_THE TASK_: All of the records listed below should be retyped exactly.

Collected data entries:
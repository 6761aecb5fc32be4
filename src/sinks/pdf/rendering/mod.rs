//! CV rendering orchestration.
//!
//! Lays out every section of the CV in a fixed order and hands the result to
//! the PDF writer:
//!
//! 1. identity block (photo, name, contact details)
//! 2. personal information, location and presentation, always present
//! 3. education, experience, courses, languages, skills, competencies,
//!    social links and references, only when the profile has records for them
//!
//! Layout is a single pass over the profile with no backtracking. Page breaks
//! are decided by the page state inside each writer; this module only decides
//! what goes where.
//!
//! ## Document Metadata
//!
//! The PDF title and author are taken from the job seeker's name. No creation
//! date is written so that the same profile always produces the same bytes.
//!
//! The render function accepts a progress bar from the caller and ticks it once
//! per section, with the section title as the message.

mod header;
mod line;
mod personal;
mod records;
mod section;

use crate::profile::ProfileDocument;
use crate::sinks::pdf::config::{RenderStats, PDF};
use crate::sinks::pdf::fonts::LoadedFonts;
use crate::sinks::pdf::images::ProfilePhoto;
use crate::sinks::pdf::layout::{Canvas, LaidOutDocument};
use crate::sinks::pdf::writer::{self, DocumentInfo};
use anyhow::{Context, Result};
use indicatif::ProgressBar;

/// Identity block, three fixed sections and eight collections.
const STEP_COUNT: u64 = 12;

impl PDF {
    /// Place the whole CV onto pages without producing any PDF.
    pub fn layout(
        &self,
        fonts: &LoadedFonts,
        profile: &ProfileDocument,
        photo: Option<&ProfilePhoto>,
        progress: &ProgressBar,
    ) -> LaidOutDocument {
        let labels = self.locale.labels();
        let mut canvas = Canvas::new(self, fonts);
        let tick = |message: &str| {
            progress.set_message(message.to_string());
            progress.inc(1);
        };
        progress.set_length(STEP_COUNT);

        header::render(&mut canvas, profile, photo);
        tick(&profile.full_name());

        personal::personal_info(&mut canvas, profile);
        tick(labels.personal_info);
        personal::location(&mut canvas, profile);
        tick(labels.location);
        personal::presentation(&mut canvas, profile);
        tick(labels.presentation);

        records::render_all(&mut canvas, profile, tick);

        let doc = canvas.finish();
        log::info!(
            "Laid out {} section(s) over {} page(s)",
            doc.sections.len(),
            doc.page_count()
        );
        doc
    }

    /// Render `profile` to PDF bytes.
    ///
    /// Takes an already decoded photo: a CV is never started for a photo that
    /// failed to load.
    pub fn render(
        &self,
        profile: &ProfileDocument,
        photo: Option<&ProfilePhoto>,
        progress: &ProgressBar,
    ) -> Result<(Vec<u8>, RenderStats)> {
        let fonts = LoadedFonts::load(&self.font)
            .with_context(|| format!("Failed to load font '{}'", self.font))?;

        let doc = self.layout(&fonts, profile, photo, progress);

        let name = profile.full_name();
        let info = DocumentInfo {
            title: if name.is_empty() {
                "CV".to_string()
            } else {
                format!("CV - {name}")
            },
            author: name,
        };
        let bytes = writer::write(self, &fonts, &doc, photo, &info);

        let stats = RenderStats {
            page_count: doc.page_count(),
            sections: doc.sections.iter().map(|s| s.title.clone()).collect(),
            bytes: bytes.len(),
        };
        Ok((bytes, stats))
    }
}

#[cfg(test)]
mod tests {
    use super::*;
    use crate::profile::{
        EducationRecordBuilder, LanguageRecordBuilder, PersonalInfoBuilder, ProfileDocumentBuilder,
    };
    use crate::sinks::pdf::labels::Locale;
    use crate::sinks::pdf::layout::DrawOp;
    use pretty_assertions::assert_eq;

    fn presentation_of(len: usize) -> String {
        let words = "Soy una persona responsable con experiencia en atención al cliente ";
        words.chars().cycle().take(len).collect()
    }

    fn scenario() -> ProfileDocument {
        ProfileDocumentBuilder::default()
            .id("user-1")
            .personal(
                PersonalInfoBuilder::default()
                    .first_names("Ana María")
                    .last_names("Vera Paz")
                    .birth_date("1994-02-03T05:00:00.000Z")
                    .phone("0999999999")
                    .build()
                    .expect("can build personal info"),
            )
            .presentation(presentation_of(500))
            .education(vec![EducationRecordBuilder::default()
                .institution("Universidad de Cuenca")
                .title("Economista")
                .level("Tercer nivel")
                .start_date("2012-09-01")
                .end_date("2017-06-30")
                .build()
                .expect("can build education")])
            .experience(Vec::new())
            .languages(vec![
                LanguageRecordBuilder::default()
                    .name("Español")
                    .level("Nativo")
                    .build()
                    .expect("can build language"),
                LanguageRecordBuilder::default()
                    .name("Inglés")
                    .level("B1")
                    .build()
                    .expect("can build language"),
            ])
            .build()
            .expect("can build profile")
    }

    #[test]
    fn end_to_end_section_flow() {
        let config = PDF::default();
        let fonts = LoadedFonts::Helvetica;
        let doc = config.layout(&fonts, &scenario(), None, &ProgressBar::hidden());

        assert_eq!(
            doc.section_titles(),
            vec![
                "Información personal",
                "Ubicación",
                "Presentación",
                "Formación académica",
                "Idiomas",
            ]
        );

        // presentation wraps over at least three lines
        let texts: Vec<&str> = doc.texts().map(|(_, t)| t).collect();
        let start = texts
            .iter()
            .position(|t| *t == "Presentación")
            .expect("has presentation header");
        let end = texts
            .iter()
            .position(|t| *t == "Formación académica")
            .expect("has education header");
        assert!(end - start - 1 >= 3);

        // one block for education, two for languages
        let education_titles = texts.iter().filter(|t| **t == "Economista").count();
        assert_eq!(education_titles, 1);
        let level_labels = texts[end..].iter().filter(|t| **t == "Nivel").count();
        // one for the education level, two for the languages
        assert_eq!(level_labels, 3);
        assert!(texts.contains(&": 03-02-1994"));
    }

    #[test]
    fn layout_is_repeatable() {
        let config = PDF::default();
        let fonts = LoadedFonts::Helvetica;
        let profile = scenario();
        let a = config.layout(&fonts, &profile, None, &ProgressBar::hidden());
        let b = config.layout(&fonts, &profile, None, &ProgressBar::hidden());
        assert_eq!(a, b);
    }

    #[test]
    fn rendering_is_byte_for_byte_repeatable() {
        let config = PDF::default();
        let profile = scenario();
        let (first, stats) = config
            .render(&profile, None, &ProgressBar::hidden())
            .expect("can render");
        let (second, _) = config
            .render(&profile, None, &ProgressBar::hidden())
            .expect("can render");
        assert_eq!(first, second);
        assert_eq!(stats.bytes, first.len());
        assert_eq!(stats.page_count, 1);
        assert!(first.starts_with(b"%PDF-"));
    }

    #[test]
    fn minimal_profile_still_has_the_fixed_sections() {
        let config = PDF {
            locale: Locale::English,
            ..PDF::default()
        };
        let fonts = LoadedFonts::Helvetica;
        let doc = config.layout(
            &fonts,
            &ProfileDocument::default(),
            None,
            &ProgressBar::hidden(),
        );
        assert_eq!(
            doc.section_titles(),
            vec!["Personal information", "Location", "About me"]
        );
        assert_eq!(doc.page_count(), 1);
    }

    #[test]
    fn content_never_crosses_the_bottom_margin() {
        let config = PDF::default();
        let fonts = LoadedFonts::Helvetica;
        let mut profile = scenario();
        profile.presentation = Some(presentation_of(20_000));
        let doc = config.layout(&fonts, &profile, None, &ProgressBar::hidden());

        assert!(doc.page_count() > 2);
        let bound = config.page_height_pt() - config.margin_bottom_pt();
        for ops in &doc.pages {
            for op in ops {
                match op {
                    DrawOp::Text { baseline, .. } => assert!(*baseline <= bound),
                    DrawOp::Rule { y, .. } => assert!(*y <= bound),
                    DrawOp::Photo { top, height, .. } => assert!(top + height <= bound),
                }
            }
        }
    }
}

_EXPECTED ANSWER_:
repository 6761aecb5fc32be4
filename src/sinks/pdf/rendering/mod.rs
//! CV rendering orchestration.
//!
//! Lays out every section of the CV in a fixed order and hands the result to
//! the PDF writer:
//!
//! 1. identity block (photo, name, contact details)
//! 2. personal information, location and presentation, always present
//! 3. education, experience, courses, languages, skills, competencies,
//!    social links and references, only when the profile has records for them
//!
//! Layout is a single pass over the profile with no backtracking. Page breaks
//! are decided by the page state inside each writer; this module only decides
//! what goes where.
//!
//! ## Document Metadata
//!
//! The PDF title and author are taken from the job seeker's name. No creation
//! date is written so that the same profile always produces the same bytes.
//!
//! The render function accepts a progress bar from the caller and ticks it once
//! per section, with the section title as the message.

mod header;
mod line;
mod personal;
mod records;
mod section;

use crate::profile::ProfileDocument;
use crate::sinks::pdf::config::{RenderStats, PDF};
use crate::sinks::pdf::fonts::LoadedFonts;
use crate::sinks::pdf::images::ProfilePhoto;
use crate::sinks::pdf::layout::{Canvas, LaidOutDocument};
use crate::sinks::pdf::writer::{self, DocumentInfo};
use anyhow::{Context, Result};
use indicatif::ProgressBar;

/// Identity block, three fixed sections and eight collections.
const STEP_COUNT: u64 = 12;

impl PDF {
    /// Place the whole CV onto pages without producing any PDF.
    pub fn layout(
        &self,
        fonts: &LoadedFonts,
        profile: &ProfileDocument,
        photo: Option<&ProfilePhoto>,
        progress: &ProgressBar,
    ) -> LaidOutDocument {
        let labels = self.locale.labels();
        let mut canvas = Canvas::new(self, fonts);
        let tick = |message: &str| {
            progress.set_message(message.to_string());
            progress.inc(1);
        };
        progress.set_length(STEP_COUNT);

        header::render(&mut canvas, profile, photo);
        tick(&profile.full_name());

        personal::personal_info(&mut canvas, profile);
        tick(labels.personal_info);
        personal::location(&mut canvas, profile);
        tick(labels.location);
        personal::presentation(&mut canvas, profile);
        tick(labels.presentation);

        records::render_all(&mut canvas, profile, tick);

        let doc = canvas.finish();
        log::info!(
            "Laid out {} section(s) over {} page(s)",
            doc.sections.len(),
            doc.page_count()
        );
        doc
    }

    /// Render `profile` to PDF bytes.
    ///
    /// Takes an already decoded photo: a CV is never started for a photo that
    /// failed to load.
    pub fn render(
        &self,
        profile: &ProfileDocument,
        photo: Option<&ProfilePhoto>,
        progress: &ProgressBar,
    ) -> Result<(Vec<u8>, RenderStats)> {
        let fonts = LoadedFonts::load(&self.font)
            .with_context(|| format!("Failed to load font '{}'", self.font))?;

        let doc = self.layout(&fonts, profile, photo, progress);

        let name = profile.full_name();
        let info = DocumentInfo {
            title: if name.is_empty() {
                "CV".to_string()
            } else {
                format!("CV - {name}")
            },
            author: name,
        };
        let bytes = writer::write(self, &fonts, &doc, photo, &info);

        let stats = RenderStats {
            page_count: doc.page_count(),
            sections: doc.sections.iter().map(|s| s.title.clone()).collect(),
            bytes: bytes.len(),
        };
        Ok((bytes, stats))
    }
}

#[cfg(test)]
mod tests {
    use super::*;
    use crate::profile::{
        EducationRecordBuilder, LanguageRecordBuilder, PersonalInfoBuilder, ProfileDocumentBuilder,
    };
    use crate::sinks::pdf::labels::Locale;
    use crate::sinks::pdf::layout::DrawOp;
    use pretty_assertions::assert_eq;

    fn presentation_of(len: usize) -> String {
        let words = "Soy una persona responsable con experiencia en atención al cliente ";
        words.chars().cycle().take(len).collect()
    }

    fn scenario() -> ProfileDocument {
        ProfileDocumentBuilder::default()
            .id("user-1")
            .personal(
                PersonalInfoBuilder::default()
                    .first_names("Ana María")
                    .last_names("Vera Paz")
                    .birth_date("1994-02-03T05:00:00.000Z")
                    .phone("0999999999")
                    .build()
                    .expect("can build personal info"),
            )
            .presentation(presentation_of(500))
            .education(vec![EducationRecordBuilder::default()
                .institution("Universidad de Cuenca")
                .title("Economista")
                .level("Tercer nivel")
                .start_date("2012-09-01")
                .end_date("2017-06-30")
                .build()
                .expect("can build education")])
            .experience(Vec::new())
            .languages(vec![
                LanguageRecordBuilder::default()
                    .name("Español")
                    .level("Nativo")
                    .build()
                    .expect("can build language"),
                LanguageRecordBuilder::default()
                    .name("Inglés")
                    .level("B1")
                    .build()
                    .expect("can build language"),
            ])
            .build()
            .expect("can build profile")
    }

    #[test]
    fn end_to_end_section_flow() {
        let config = PDF::default();
        let fonts = LoadedFonts::Helvetica;
        let doc = config.layout(&fonts, &scenario(), None, &ProgressBar::hidden());

        assert_eq!(
            doc.section_titles(),
            vec![
                "Información personal",
                "Ubicación",
                "Presentación",
                "Formación académica",
                "Idiomas",
            ]
        );

        // presentation wraps over at least three lines
        let texts: Vec<&str> = doc.texts().map(|(_, t)| t).collect();
        let start = texts
            .iter()
            .position(|t| *t == "Presentación")
            .expect("has presentation header");
        let end = texts
            .iter()
            .position(|t| *t == "Formación académica")
            .expect("has education header");
        assert!(end - start - 1 >= 3);

        // one block for education, two for languages
        let education_titles = texts.iter().filter(|t| **t == "Economista").count();
        assert_eq!(education_titles, 1);
        let level_labels = texts[end..].iter().filter(|t| **t == "Nivel").count();
        // one for the education level, two for the languages
        assert_eq!(level_labels, 3);
        assert!(texts.contains(&": 03-02-1994"));
    }

    #[test]
    fn layout_is_repeatable() {
        let config = PDF::default();
        let fonts = LoadedFonts::Helvetica;
        let profile = scenario();
        let a = config.layout(&fonts, &profile, None, &ProgressBar::hidden());
        let b = config.layout(&fonts, &profile, None, &ProgressBar::hidden());
        assert_eq!(a, b);
    }

    #[test]
    fn rendering_is_byte_for_byte_repeatable() {
        let config = PDF::default();
        let profile = scenario();
        let (first, stats) = config
            .render(&profile, None, &ProgressBar::hidden())
            .expect("can render");
        let (second, _) = config
            .render(&profile, None, &ProgressBar::hidden())
            .expect("can render");
        assert_eq!(first, second);
        assert_eq!(stats.bytes, first.len());
        assert_eq!(stats.page_count, 1);
        assert!(first.starts_with(b"%PDF-"));
    }

    #[test]
    fn minimal_profile_still_has_the_fixed_sections() {
        let config = PDF {
            locale: Locale::English,
            ..PDF::default()
        };
        let fonts = LoadedFonts::Helvetica;
        let doc = config.layout(
            &fonts,
            &ProfileDocument::default(),
            None,
            &ProgressBar::hidden(),
        );
        assert_eq!(
            doc.section_titles(),
            vec!["Personal information", "Location", "About me"]
        );
        assert_eq!(doc.page_count(), 1);
    }

    #[test]
    fn content_never_crosses_the_bottom_margin() {
        let config = PDF::default();
        let fonts = LoadedFonts::Helvetica;
        let mut profile = scenario();
        profile.presentation = Some(presentation_of(20_000));
        let doc = config.layout(&fonts, &profile, None, &ProgressBar::hidden());

        assert!(doc.page_count() > 2);
        let bound = config.page_height_pt() - config.margin_bottom_pt();
        for ops in &doc.pages {
            for op in ops {
                match op {
                    DrawOp::Text { baseline, .. } => assert!(*baseline <= bound),
                    DrawOp::Rule { y, .. } => assert!(*y <= bound),
                    DrawOp::Photo { top, height, .. } => assert!(top + height <= bound),
                }
            }
        }
    }
}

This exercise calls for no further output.